### WHAT TO WORK ON
Repeat the data exactly, please.

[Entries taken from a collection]

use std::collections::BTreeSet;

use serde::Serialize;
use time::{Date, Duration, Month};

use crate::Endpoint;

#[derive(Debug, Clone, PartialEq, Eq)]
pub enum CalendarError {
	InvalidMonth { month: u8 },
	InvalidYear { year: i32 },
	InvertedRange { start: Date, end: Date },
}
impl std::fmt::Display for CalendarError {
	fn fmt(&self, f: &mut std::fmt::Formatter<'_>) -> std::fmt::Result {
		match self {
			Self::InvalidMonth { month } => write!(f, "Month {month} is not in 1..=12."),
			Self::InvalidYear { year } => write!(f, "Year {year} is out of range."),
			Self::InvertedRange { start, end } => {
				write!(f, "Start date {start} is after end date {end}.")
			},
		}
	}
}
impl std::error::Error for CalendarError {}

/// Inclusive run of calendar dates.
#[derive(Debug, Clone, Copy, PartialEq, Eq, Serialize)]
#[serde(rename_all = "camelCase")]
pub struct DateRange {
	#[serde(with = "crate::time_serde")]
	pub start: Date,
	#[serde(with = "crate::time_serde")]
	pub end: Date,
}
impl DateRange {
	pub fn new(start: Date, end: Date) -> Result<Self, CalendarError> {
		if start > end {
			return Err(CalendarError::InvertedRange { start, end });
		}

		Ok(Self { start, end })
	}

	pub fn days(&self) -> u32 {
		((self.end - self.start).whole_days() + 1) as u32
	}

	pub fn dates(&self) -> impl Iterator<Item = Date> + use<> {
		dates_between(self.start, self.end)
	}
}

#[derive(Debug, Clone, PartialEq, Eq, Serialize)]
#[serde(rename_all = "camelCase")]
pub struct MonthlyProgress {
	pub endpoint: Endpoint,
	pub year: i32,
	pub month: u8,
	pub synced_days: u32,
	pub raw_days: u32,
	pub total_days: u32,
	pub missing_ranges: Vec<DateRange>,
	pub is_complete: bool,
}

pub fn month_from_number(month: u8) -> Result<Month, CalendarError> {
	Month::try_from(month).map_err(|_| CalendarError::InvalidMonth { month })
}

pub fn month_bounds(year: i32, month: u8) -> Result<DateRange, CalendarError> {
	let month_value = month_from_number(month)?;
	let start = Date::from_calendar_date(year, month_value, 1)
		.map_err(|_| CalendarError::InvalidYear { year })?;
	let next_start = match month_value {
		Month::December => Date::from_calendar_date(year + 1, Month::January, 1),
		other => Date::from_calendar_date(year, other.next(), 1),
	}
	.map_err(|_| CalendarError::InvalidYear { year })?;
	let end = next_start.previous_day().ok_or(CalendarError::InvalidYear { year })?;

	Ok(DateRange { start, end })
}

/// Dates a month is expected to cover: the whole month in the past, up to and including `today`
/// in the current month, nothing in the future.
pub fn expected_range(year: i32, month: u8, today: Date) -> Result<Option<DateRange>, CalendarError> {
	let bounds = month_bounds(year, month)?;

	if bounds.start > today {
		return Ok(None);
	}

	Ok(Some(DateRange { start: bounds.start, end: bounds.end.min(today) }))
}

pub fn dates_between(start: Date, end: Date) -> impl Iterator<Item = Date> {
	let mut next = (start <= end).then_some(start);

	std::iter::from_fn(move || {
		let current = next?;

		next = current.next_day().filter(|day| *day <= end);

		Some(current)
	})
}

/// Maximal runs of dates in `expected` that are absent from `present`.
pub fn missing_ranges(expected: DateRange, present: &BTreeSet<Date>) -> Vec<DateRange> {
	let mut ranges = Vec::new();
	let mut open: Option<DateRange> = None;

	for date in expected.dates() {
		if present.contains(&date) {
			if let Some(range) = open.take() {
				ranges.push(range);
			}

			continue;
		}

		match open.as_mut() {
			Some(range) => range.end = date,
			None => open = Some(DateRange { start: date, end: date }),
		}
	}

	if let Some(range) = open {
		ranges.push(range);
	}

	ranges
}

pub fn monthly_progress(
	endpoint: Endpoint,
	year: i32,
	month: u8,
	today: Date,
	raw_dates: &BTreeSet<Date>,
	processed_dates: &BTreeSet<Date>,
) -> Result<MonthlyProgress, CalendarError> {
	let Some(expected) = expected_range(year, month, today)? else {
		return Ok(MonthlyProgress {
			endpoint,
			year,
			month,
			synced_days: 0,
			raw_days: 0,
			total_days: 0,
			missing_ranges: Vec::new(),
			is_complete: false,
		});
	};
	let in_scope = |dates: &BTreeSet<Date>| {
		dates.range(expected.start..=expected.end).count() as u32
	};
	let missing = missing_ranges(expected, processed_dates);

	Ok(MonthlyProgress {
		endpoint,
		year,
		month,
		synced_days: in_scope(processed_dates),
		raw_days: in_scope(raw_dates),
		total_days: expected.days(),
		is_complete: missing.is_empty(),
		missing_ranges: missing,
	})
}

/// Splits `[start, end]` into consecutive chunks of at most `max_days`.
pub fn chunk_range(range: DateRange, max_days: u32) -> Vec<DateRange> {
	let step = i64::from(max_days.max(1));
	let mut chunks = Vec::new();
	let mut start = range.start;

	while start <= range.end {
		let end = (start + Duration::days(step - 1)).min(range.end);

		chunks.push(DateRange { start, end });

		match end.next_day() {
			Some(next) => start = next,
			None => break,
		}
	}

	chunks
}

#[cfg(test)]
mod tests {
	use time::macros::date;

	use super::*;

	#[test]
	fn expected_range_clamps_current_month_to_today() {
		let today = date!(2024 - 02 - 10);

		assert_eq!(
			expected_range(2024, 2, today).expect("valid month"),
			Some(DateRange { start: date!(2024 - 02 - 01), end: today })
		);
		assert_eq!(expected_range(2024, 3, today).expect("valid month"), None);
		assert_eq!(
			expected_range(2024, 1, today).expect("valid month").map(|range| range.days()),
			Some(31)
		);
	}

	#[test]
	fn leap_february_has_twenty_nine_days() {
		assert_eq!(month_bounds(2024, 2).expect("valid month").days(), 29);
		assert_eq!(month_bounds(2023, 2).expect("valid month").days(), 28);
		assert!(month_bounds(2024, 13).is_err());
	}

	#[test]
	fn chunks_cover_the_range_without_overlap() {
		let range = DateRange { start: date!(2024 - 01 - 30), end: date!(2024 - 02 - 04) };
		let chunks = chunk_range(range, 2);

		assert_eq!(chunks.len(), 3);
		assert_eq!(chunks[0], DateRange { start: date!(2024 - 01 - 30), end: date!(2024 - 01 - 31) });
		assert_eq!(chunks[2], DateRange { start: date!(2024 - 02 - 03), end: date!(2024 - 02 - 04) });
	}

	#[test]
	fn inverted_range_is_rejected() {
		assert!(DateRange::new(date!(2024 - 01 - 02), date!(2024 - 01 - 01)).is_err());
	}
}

### REPLY
use std::collections::BTreeSet;

use serde::Serialize;
use time::{Date, Duration, Month};

use crate::Endpoint;

#[derive(Debug, Clone, PartialEq, Eq)]
pub enum CalendarError {
	InvalidMonth { month: u8 },
	InvalidYear { year: i32 },
	InvertedRange { start: Date, end: Date },
}
impl std::fmt::Display for CalendarError {
	fn fmt(&self, f: &mut std::fmt::Formatter<'_>) -> std::fmt::Result {
		match self {
			Self::InvalidMonth { month } => write!(f, "Month {month} is not in 1..=12."),
			Self::InvalidYear { year } => write!(f, "Year {year} is out of range."),
			Self::InvertedRange { start, end } => {
				write!(f, "Start date {start} is after end date {end}.")
			},
		}
	}
}
impl std::error::Error for CalendarError {}

/// Inclusive run of calendar dates.
#[derive(Debug, Clone, Copy, PartialEq, Eq, Serialize)]
#[serde(rename_all = "camelCase")]
pub struct DateRange {
	#[serde(with = "crate::time_serde")]
	pub start: Date,
	#[serde(with = "crate::time_serde")]
	pub end: Date,
}
impl DateRange {
	pub fn new(start: Date, end: Date) -> Result<Self, CalendarError> {
		if start > end {
			return Err(CalendarError::InvertedRange { start, end });
		}

		Ok(Self { start, end })
	}

	pub fn days(&self) -> u32 {
		((self.end - self.start).whole_days() + 1) as u32
	}

	pub fn dates(&self) -> impl Iterator<Item = Date> + use<> {
		dates_between(self.start, self.end)
	}
}

#[derive(Debug, Clone, PartialEq, Eq, Serialize)]
#[serde(rename_all = "camelCase")]
pub struct MonthlyProgress {
	pub endpoint: Endpoint,
	pub year: i32,
	pub month: u8,
	pub synced_days: u32,
	pub raw_days: u32,
	pub total_days: u32,
	pub missing_ranges: Vec<DateRange>,
	pub is_complete: bool,
}

pub fn month_from_number(month: u8) -> Result<Month, CalendarError> {
	Month::try_from(month).map_err(|_| CalendarError::InvalidMonth { month })
}

pub fn month_bounds(year: i32, month: u8) -> Result<DateRange, CalendarError> {
	let month_value = month_from_number(month)?;
	let start = Date::from_calendar_date(year, month_value, 1)
		.map_err(|_| CalendarError::InvalidYear { year })?;
	let next_start = match month_value {
		Month::December => Date::from_calendar_date(year + 1, Month::January, 1),
		other => Date::from_calendar_date(year, other.next(), 1),
	}
	.map_err(|_| CalendarError::InvalidYear { year })?;
	let end = next_start.previous_day().ok_or(CalendarError::InvalidYear { year })?;

	Ok(DateRange { start, end })
}

/// Dates a month is expected to cover: the whole month in the past, up to and including `today`
/// in the current month, nothing in the future.
pub fn expected_range(year: i32, month: u8, today: Date) -> Result<Option<DateRange>, CalendarError> {
	let bounds = month_bounds(year, month)?;

	if bounds.start > today {
		return Ok(None);
	}

	Ok(Some(DateRange { start: bounds.start, end: bounds.end.min(today) }))
}

pub fn dates_between(start: Date, end: Date) -> impl Iterator<Item = Date> {
	let mut next = (start <= end).then_some(start);

	std::iter::from_fn(move || {
		let current = next?;

		next = current.next_day().filter(|day| *day <= end);

		Some(current)
	})
}

/// Maximal runs of dates in `expected` that are absent from `present`.
pub fn missing_ranges(expected: DateRange, present: &BTreeSet<Date>) -> Vec<DateRange> {
	let mut ranges = Vec::new();
	let mut open: Option<DateRange> = None;

	for date in expected.dates() {
		if present.contains(&date) {
			if let Some(range) = open.take() {
				ranges.push(range);
			}

			continue;
		}

		match open.as_mut() {
			Some(range) => range.end = date,
			None => open = Some(DateRange { start: date, end: date }),
		}
	}

	if let Some(range) = open {
		ranges.push(range);
	}

	ranges
}

pub fn monthly_progress(
	endpoint: Endpoint,
	year: i32,
	month: u8,
	today: Date,
	raw_dates: &BTreeSet<Date>,
	processed_dates: &BTreeSet<Date>,
) -> Result<MonthlyProgress, CalendarError> {
	let Some(expected) = expected_range(year, month, today)? else {
		return Ok(MonthlyProgress {
			endpoint,
			year,
			month,
			synced_days: 0,
			raw_days: 0,
			total_days: 0,
			missing_ranges: Vec::new(),
			is_complete: false,
		});
	};
	let in_scope = |dates: &BTreeSet<Date>| {
		dates.range(expected.start..=expected.end).count() as u32
	};
	let missing = missing_ranges(expected, processed_dates);

	Ok(MonthlyProgress {
		endpoint,
		year,
		month,
		synced_days: in_scope(processed_dates),
		raw_days: in_scope(raw_dates),
		total_days: expected.days(),
		is_complete: missing.is_empty(),
		missing_ranges: missing,
	})
}

/// Splits `[start, end]` into consecutive chunks of at most `max_days`.
pub fn chunk_range(range: DateRange, max_days: u32) -> Vec<DateRange> {
	let step = i64::from(max_days.max(1));
	let mut chunks = Vec::new();
	let mut start = range.start;

	while start <= range.end {
		let end = (start + Duration::days(step - 1)).min(range.end);

		chunks.push(DateRange { start, end });

		match end.next_day() {
			Some(next) => start = next,
			None => break,
		}
	}

	chunks
}

#[cfg(test)]
mod tests {
	use time::macros::date;

	use super::*;

	#[test]
	fn expected_range_clamps_current_month_to_today() {
		let today = date!(2024 - 02 - 10);

		assert_eq!(
			expected_range(2024, 2, today).expect("valid month"),
			Some(DateRange { start: date!(2024 - 02 - 01), end: today })
		);
		assert_eq!(expected_range(2024, 3, today).expect("valid month"), None);
		assert_eq!(
			expected_range(2024, 1, today).expect("valid month").map(|range| range.days()),
			Some(31)
		);
	}

	#[test]
	fn leap_february_has_twenty_nine_days() {
		assert_eq!(month_bounds(2024, 2).expect("valid month").days(), 29);
		assert_eq!(month_bounds(2023, 2).expect("valid month").days(), 28);
		assert!(month_bounds(2024, 13).is_err());
	}

	#[test]
	fn chunks_cover_the_range_without_overlap() {
		let range = DateRange { start: date!(2024 - 01 - 30), end: date!(2024 - 02 - 04) };
		let chunks = chunk_range(range, 2);

		assert_eq!(chunks.len(), 3);
		assert_eq!(chunks[0], DateRange { start: date!(2024 - 01 - 30), end: date!(2024 - 01 - 31) });
		assert_eq!(chunks[2], DateRange { start: date!(2024 - 02 - 03), end: date!(2024 - 02 - 04) });
	}

	#[test]
	fn inverted_range_is_rejected() {
		assert!(DateRange::new(date!(2024 - 01 - 02), date!(2024 - 01 - 01)).is_err());
	}
}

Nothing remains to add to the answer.